**Work task**
Given the entries that follow, write out exactly the lines starting at the one containing "let members: Vec<Member> = self" and ending at the one containing "fault — surface it", both ends included, and only those.

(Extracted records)

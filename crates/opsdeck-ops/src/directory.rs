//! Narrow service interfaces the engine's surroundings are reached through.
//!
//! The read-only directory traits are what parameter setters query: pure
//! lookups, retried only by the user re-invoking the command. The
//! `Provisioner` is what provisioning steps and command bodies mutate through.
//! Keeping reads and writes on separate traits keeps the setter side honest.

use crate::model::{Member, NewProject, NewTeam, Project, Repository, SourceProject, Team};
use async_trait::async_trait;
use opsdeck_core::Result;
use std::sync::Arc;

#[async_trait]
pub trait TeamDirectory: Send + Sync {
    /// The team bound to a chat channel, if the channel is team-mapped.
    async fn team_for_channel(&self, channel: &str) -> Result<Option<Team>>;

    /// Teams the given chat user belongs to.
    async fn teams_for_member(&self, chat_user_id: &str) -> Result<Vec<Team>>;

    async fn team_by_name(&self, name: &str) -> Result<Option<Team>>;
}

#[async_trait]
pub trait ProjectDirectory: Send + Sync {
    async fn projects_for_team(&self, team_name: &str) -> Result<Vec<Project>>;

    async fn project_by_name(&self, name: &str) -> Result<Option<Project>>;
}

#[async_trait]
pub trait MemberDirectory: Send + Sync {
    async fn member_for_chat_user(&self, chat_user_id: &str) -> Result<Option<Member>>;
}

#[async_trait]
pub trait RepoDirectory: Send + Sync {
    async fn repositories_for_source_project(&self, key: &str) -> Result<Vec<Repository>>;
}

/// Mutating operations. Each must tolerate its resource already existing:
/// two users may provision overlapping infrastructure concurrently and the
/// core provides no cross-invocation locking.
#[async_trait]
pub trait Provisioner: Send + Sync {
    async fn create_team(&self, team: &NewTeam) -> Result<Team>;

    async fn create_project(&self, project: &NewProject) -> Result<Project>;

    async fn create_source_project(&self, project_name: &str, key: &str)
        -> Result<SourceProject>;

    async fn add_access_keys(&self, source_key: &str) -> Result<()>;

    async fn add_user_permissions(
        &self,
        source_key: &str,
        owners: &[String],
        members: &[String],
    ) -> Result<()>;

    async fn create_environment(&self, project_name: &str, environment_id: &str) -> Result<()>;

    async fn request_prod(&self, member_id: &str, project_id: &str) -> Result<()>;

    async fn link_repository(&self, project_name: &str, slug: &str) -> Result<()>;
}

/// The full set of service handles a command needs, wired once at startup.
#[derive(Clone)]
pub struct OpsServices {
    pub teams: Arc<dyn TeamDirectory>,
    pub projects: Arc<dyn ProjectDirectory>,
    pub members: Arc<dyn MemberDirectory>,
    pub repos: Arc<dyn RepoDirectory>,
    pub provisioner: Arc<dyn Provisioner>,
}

--

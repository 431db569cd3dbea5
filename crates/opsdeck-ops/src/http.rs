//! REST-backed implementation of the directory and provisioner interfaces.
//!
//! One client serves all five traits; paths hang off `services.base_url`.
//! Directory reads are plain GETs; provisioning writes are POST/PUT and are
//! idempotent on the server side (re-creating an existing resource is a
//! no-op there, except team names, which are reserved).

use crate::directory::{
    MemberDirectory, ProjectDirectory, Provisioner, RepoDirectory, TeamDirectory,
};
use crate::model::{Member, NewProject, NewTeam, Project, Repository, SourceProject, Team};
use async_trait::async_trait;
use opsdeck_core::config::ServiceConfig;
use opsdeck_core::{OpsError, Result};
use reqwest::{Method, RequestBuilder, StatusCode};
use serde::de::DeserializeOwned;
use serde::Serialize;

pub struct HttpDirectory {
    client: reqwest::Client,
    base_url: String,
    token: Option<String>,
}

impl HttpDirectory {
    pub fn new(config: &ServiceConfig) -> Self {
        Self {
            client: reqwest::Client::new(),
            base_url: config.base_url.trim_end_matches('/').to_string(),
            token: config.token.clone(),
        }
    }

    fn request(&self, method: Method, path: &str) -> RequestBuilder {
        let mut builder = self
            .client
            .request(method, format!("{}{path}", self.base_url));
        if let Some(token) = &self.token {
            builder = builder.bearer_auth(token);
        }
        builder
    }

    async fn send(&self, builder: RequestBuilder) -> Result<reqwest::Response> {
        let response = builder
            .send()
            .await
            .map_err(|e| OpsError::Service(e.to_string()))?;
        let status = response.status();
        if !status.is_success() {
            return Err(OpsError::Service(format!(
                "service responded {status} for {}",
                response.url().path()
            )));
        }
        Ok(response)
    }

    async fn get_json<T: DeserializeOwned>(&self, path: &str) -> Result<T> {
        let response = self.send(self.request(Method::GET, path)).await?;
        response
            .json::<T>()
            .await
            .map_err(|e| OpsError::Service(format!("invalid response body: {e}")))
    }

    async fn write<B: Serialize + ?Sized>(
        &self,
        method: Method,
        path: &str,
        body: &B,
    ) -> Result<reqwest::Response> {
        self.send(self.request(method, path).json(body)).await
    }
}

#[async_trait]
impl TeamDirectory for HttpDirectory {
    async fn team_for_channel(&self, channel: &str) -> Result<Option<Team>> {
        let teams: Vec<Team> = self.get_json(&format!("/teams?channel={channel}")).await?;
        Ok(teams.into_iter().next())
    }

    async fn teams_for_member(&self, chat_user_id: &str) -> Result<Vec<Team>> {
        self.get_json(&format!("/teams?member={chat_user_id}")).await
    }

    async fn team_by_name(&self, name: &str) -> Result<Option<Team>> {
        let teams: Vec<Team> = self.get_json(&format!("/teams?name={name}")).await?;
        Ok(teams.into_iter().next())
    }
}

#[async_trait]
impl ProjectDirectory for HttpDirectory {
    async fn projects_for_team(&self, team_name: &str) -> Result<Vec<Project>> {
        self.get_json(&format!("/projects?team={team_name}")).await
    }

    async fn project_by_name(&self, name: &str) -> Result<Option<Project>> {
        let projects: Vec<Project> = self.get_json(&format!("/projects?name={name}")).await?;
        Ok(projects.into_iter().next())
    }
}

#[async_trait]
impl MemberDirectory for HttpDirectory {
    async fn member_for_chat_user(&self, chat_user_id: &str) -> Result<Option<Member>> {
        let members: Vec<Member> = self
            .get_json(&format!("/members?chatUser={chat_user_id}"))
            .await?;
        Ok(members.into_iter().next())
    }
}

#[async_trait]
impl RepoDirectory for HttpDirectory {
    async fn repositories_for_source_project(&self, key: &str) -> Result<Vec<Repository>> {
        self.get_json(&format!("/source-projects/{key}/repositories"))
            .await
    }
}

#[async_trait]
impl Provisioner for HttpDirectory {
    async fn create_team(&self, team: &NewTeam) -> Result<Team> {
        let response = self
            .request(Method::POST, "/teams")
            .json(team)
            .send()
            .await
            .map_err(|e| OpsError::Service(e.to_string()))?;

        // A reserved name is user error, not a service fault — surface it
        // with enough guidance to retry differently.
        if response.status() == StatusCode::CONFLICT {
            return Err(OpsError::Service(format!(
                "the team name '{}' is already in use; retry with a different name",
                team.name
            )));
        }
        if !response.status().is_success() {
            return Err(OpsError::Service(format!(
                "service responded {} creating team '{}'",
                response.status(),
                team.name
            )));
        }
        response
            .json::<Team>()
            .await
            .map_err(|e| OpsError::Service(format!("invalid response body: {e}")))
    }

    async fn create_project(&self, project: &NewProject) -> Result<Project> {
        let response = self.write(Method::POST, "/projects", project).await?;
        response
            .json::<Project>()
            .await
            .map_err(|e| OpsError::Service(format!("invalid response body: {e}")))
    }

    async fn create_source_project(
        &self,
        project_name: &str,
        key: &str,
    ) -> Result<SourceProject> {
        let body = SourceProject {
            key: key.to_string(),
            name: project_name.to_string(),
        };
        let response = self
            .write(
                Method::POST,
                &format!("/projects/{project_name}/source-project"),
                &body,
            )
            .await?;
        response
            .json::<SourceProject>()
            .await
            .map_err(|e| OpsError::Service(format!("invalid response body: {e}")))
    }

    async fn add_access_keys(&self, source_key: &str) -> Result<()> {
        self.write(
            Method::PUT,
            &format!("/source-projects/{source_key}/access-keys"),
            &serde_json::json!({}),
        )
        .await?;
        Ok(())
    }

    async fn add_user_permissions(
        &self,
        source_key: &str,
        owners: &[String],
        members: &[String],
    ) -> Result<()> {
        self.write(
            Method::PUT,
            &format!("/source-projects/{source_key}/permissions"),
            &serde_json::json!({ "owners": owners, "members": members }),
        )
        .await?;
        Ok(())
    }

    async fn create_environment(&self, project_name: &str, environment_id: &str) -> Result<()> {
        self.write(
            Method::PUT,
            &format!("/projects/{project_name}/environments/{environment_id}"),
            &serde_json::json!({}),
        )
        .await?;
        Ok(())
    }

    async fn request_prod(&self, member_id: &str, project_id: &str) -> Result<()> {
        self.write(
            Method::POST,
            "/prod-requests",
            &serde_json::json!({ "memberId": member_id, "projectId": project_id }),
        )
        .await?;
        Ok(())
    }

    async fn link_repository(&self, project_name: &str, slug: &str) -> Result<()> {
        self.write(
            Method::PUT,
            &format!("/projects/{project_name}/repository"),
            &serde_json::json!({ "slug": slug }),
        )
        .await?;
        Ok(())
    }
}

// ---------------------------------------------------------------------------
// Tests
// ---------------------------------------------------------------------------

**Task output**
        let members: Vec<Member> = self
            .get_json(&format!("/members?chatUser={chat_user_id}"))
            .await?;
        Ok(members.into_iter().next())
    }
}

#[async_trait]
impl RepoDirectory for HttpDirectory {
    async fn repositories_for_source_project(&self, key: &str) -> Result<Vec<Repository>> {
        self.get_json(&format!("/source-projects/{key}/repositories"))
            .await
    }
}

#[async_trait]
impl Provisioner for HttpDirectory {
    async fn create_team(&self, team: &NewTeam) -> Result<Team> {
        let response = self
            .request(Method::POST, "/teams")
            .json(team)
            .send()
            .await
            .map_err(|e| OpsError::Service(e.to_string()))?;

        // A reserved name is user error, not a service fault — surface it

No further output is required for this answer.